(Task) Read the records below and copy each line that contains "DateTime".

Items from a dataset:
══════

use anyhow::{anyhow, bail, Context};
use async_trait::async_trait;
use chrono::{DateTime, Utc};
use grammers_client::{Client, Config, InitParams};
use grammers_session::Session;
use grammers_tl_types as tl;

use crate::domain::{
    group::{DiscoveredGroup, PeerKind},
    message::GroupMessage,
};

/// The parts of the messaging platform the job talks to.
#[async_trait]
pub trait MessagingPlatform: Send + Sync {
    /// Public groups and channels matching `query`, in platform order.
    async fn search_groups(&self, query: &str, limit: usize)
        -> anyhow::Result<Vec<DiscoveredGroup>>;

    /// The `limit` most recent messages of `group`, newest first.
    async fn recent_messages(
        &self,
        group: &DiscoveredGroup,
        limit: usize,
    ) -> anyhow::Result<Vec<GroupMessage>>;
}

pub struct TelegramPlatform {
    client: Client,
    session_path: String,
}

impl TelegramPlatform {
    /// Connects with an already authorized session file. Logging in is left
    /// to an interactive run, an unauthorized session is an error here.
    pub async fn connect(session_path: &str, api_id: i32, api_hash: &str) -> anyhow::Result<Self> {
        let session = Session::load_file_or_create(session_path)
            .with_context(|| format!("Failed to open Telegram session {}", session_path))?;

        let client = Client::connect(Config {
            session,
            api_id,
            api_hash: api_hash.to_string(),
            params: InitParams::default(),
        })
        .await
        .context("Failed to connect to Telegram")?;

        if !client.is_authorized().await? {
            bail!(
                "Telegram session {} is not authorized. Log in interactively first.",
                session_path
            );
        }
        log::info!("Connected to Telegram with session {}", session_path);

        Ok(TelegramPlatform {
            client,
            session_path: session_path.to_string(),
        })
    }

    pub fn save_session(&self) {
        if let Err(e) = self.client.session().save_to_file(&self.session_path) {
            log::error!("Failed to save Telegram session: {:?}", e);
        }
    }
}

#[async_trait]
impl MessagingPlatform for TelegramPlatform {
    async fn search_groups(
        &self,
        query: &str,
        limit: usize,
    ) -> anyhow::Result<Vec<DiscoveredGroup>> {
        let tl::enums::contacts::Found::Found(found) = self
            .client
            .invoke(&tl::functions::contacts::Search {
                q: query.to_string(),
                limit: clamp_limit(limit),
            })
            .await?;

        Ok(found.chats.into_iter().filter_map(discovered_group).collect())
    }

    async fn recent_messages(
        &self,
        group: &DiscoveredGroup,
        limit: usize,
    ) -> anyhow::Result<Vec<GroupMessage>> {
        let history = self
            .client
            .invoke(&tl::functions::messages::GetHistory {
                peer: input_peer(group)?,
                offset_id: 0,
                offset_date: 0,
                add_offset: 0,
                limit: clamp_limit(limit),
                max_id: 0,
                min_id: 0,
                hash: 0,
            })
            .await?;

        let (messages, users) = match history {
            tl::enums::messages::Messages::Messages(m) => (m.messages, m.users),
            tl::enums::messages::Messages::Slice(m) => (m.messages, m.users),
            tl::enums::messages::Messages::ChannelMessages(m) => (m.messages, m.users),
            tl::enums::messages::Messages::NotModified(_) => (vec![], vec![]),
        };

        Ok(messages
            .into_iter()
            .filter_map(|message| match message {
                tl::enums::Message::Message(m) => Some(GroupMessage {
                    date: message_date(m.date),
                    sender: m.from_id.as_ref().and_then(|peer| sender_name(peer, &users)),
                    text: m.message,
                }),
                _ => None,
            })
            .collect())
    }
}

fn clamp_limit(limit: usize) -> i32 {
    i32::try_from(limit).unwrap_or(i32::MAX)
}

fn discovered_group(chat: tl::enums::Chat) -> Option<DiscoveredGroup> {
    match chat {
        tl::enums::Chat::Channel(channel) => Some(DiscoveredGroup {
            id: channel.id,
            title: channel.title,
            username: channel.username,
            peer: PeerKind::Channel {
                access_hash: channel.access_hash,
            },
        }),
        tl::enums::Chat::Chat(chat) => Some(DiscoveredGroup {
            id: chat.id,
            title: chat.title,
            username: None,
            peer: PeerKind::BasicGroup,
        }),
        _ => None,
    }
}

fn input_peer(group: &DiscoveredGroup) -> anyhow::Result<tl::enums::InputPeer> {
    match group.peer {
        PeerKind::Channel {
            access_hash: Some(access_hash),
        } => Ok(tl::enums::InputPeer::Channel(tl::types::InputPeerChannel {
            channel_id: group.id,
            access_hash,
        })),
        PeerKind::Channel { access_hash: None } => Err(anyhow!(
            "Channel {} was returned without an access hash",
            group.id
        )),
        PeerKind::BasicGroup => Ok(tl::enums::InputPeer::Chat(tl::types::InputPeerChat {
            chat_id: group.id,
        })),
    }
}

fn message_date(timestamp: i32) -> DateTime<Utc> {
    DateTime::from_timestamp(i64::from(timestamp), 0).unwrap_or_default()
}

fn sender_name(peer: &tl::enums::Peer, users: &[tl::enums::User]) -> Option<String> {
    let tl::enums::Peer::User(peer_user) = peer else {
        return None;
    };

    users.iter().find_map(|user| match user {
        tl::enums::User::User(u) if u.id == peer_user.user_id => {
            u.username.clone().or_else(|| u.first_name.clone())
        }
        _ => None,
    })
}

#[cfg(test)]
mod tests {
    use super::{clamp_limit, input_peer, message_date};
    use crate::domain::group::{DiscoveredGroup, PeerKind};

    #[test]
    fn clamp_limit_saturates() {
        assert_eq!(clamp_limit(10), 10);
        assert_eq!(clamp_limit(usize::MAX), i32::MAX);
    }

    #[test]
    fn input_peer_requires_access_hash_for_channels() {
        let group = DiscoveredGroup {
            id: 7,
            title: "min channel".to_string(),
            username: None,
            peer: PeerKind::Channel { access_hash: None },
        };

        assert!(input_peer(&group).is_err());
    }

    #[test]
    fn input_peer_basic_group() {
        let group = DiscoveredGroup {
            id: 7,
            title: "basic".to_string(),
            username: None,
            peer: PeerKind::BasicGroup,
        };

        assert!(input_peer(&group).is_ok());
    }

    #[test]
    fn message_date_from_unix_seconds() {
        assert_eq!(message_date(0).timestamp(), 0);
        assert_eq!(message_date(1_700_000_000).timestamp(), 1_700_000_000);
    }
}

══════

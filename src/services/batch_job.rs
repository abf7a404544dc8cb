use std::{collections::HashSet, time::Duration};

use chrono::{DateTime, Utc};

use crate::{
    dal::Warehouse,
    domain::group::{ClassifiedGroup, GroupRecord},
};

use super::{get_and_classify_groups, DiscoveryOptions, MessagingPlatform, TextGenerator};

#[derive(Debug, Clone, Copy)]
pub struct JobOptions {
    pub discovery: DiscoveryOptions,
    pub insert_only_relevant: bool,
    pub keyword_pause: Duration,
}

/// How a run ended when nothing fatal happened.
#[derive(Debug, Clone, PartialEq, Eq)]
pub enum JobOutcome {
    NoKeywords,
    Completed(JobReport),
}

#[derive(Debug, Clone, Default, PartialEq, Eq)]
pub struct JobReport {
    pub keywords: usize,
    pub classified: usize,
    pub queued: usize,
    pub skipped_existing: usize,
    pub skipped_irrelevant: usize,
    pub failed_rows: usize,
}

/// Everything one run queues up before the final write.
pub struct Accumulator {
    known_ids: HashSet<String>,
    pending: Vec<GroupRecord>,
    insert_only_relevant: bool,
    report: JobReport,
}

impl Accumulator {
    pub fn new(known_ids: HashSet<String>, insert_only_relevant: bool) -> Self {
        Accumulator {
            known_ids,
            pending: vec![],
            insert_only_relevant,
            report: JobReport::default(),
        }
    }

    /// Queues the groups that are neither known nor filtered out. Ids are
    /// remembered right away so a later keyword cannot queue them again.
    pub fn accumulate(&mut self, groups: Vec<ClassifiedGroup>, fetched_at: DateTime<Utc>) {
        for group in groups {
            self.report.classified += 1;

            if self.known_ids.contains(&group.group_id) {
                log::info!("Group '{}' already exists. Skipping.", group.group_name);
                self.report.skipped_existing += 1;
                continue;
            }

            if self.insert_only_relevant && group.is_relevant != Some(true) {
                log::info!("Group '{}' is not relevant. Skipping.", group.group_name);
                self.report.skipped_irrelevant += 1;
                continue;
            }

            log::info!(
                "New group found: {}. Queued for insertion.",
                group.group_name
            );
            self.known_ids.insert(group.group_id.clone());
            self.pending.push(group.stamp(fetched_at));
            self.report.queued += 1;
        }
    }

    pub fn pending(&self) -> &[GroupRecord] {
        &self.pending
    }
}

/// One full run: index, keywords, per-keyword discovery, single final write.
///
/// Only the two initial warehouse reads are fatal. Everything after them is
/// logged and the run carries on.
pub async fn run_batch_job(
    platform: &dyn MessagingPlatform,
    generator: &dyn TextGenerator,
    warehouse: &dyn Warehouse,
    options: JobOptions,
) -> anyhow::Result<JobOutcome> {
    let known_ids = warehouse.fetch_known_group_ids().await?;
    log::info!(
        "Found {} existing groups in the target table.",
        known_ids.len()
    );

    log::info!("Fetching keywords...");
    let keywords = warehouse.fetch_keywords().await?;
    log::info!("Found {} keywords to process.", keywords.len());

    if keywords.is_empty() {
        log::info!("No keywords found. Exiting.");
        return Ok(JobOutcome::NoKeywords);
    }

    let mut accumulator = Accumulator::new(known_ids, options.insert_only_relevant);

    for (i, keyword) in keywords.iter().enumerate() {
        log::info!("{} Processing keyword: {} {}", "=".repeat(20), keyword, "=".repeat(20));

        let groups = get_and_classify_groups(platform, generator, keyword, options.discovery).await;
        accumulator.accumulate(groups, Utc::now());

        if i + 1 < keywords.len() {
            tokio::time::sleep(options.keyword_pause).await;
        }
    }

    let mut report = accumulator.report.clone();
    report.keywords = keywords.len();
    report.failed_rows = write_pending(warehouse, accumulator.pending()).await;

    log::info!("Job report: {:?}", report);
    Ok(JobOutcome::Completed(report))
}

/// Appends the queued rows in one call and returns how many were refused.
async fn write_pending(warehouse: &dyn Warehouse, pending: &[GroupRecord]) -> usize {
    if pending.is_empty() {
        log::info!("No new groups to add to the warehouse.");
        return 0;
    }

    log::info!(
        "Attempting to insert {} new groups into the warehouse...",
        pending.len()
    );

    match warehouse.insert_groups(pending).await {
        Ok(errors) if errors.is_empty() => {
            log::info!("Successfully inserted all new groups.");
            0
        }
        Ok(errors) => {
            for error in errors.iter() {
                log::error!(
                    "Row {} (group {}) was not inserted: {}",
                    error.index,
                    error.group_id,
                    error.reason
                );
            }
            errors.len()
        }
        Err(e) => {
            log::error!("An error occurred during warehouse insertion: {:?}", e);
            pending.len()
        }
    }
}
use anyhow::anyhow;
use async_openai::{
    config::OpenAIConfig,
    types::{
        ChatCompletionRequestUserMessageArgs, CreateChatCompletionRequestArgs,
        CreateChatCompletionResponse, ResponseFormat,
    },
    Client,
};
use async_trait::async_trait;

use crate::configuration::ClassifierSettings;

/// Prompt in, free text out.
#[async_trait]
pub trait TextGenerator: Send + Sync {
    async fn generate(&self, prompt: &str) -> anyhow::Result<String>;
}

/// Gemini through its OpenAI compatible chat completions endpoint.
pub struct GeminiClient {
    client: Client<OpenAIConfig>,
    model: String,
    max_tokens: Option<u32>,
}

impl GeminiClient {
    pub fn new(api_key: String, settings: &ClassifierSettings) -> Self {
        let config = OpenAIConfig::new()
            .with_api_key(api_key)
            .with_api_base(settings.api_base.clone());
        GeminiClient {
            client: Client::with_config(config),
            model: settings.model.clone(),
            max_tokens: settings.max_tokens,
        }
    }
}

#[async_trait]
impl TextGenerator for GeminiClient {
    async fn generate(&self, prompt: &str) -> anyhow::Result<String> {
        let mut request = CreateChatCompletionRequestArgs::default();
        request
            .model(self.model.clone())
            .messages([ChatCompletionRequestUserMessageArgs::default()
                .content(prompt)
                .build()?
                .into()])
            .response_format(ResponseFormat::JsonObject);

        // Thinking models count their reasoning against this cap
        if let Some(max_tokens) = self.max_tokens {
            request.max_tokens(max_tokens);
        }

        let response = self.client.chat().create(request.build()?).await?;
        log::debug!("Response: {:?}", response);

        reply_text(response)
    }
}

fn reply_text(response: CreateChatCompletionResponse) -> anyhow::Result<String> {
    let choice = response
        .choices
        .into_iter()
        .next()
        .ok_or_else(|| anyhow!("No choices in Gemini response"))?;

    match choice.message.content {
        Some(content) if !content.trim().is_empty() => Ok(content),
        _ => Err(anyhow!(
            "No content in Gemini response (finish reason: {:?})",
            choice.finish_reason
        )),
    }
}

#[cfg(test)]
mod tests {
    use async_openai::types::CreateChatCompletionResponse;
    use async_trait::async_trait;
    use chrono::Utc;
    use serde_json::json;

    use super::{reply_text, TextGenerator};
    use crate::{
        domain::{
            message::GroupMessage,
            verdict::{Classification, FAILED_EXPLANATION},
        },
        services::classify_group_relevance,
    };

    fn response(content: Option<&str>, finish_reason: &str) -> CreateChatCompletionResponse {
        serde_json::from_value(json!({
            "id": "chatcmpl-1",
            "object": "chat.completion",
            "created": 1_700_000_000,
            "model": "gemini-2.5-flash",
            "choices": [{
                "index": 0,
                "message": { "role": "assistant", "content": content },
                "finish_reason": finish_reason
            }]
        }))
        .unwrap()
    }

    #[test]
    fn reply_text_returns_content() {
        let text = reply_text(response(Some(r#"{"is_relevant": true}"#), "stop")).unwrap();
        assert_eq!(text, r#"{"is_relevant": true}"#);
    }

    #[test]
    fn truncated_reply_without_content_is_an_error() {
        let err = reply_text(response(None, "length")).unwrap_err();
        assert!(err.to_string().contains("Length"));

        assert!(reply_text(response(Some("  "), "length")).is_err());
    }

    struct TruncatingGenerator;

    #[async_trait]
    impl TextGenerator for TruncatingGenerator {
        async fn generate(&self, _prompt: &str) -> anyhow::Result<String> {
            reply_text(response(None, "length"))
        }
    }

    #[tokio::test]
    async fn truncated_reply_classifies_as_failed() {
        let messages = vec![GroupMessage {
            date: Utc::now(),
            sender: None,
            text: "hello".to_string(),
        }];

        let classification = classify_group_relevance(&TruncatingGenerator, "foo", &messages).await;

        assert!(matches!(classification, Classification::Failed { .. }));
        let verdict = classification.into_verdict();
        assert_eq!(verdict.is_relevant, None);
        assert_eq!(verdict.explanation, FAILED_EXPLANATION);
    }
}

══════

(Written response)
use chrono::{DateTime, Utc};
fn message_date(timestamp: i32) -> DateTime<Utc> {
    DateTime::from_timestamp(i64::from(timestamp), 0).unwrap_or_default()
use chrono::{DateTime, Utc};
    pub fn accumulate(&mut self, groups: Vec<ClassifiedGroup>, fetched_at: DateTime<Utc>) {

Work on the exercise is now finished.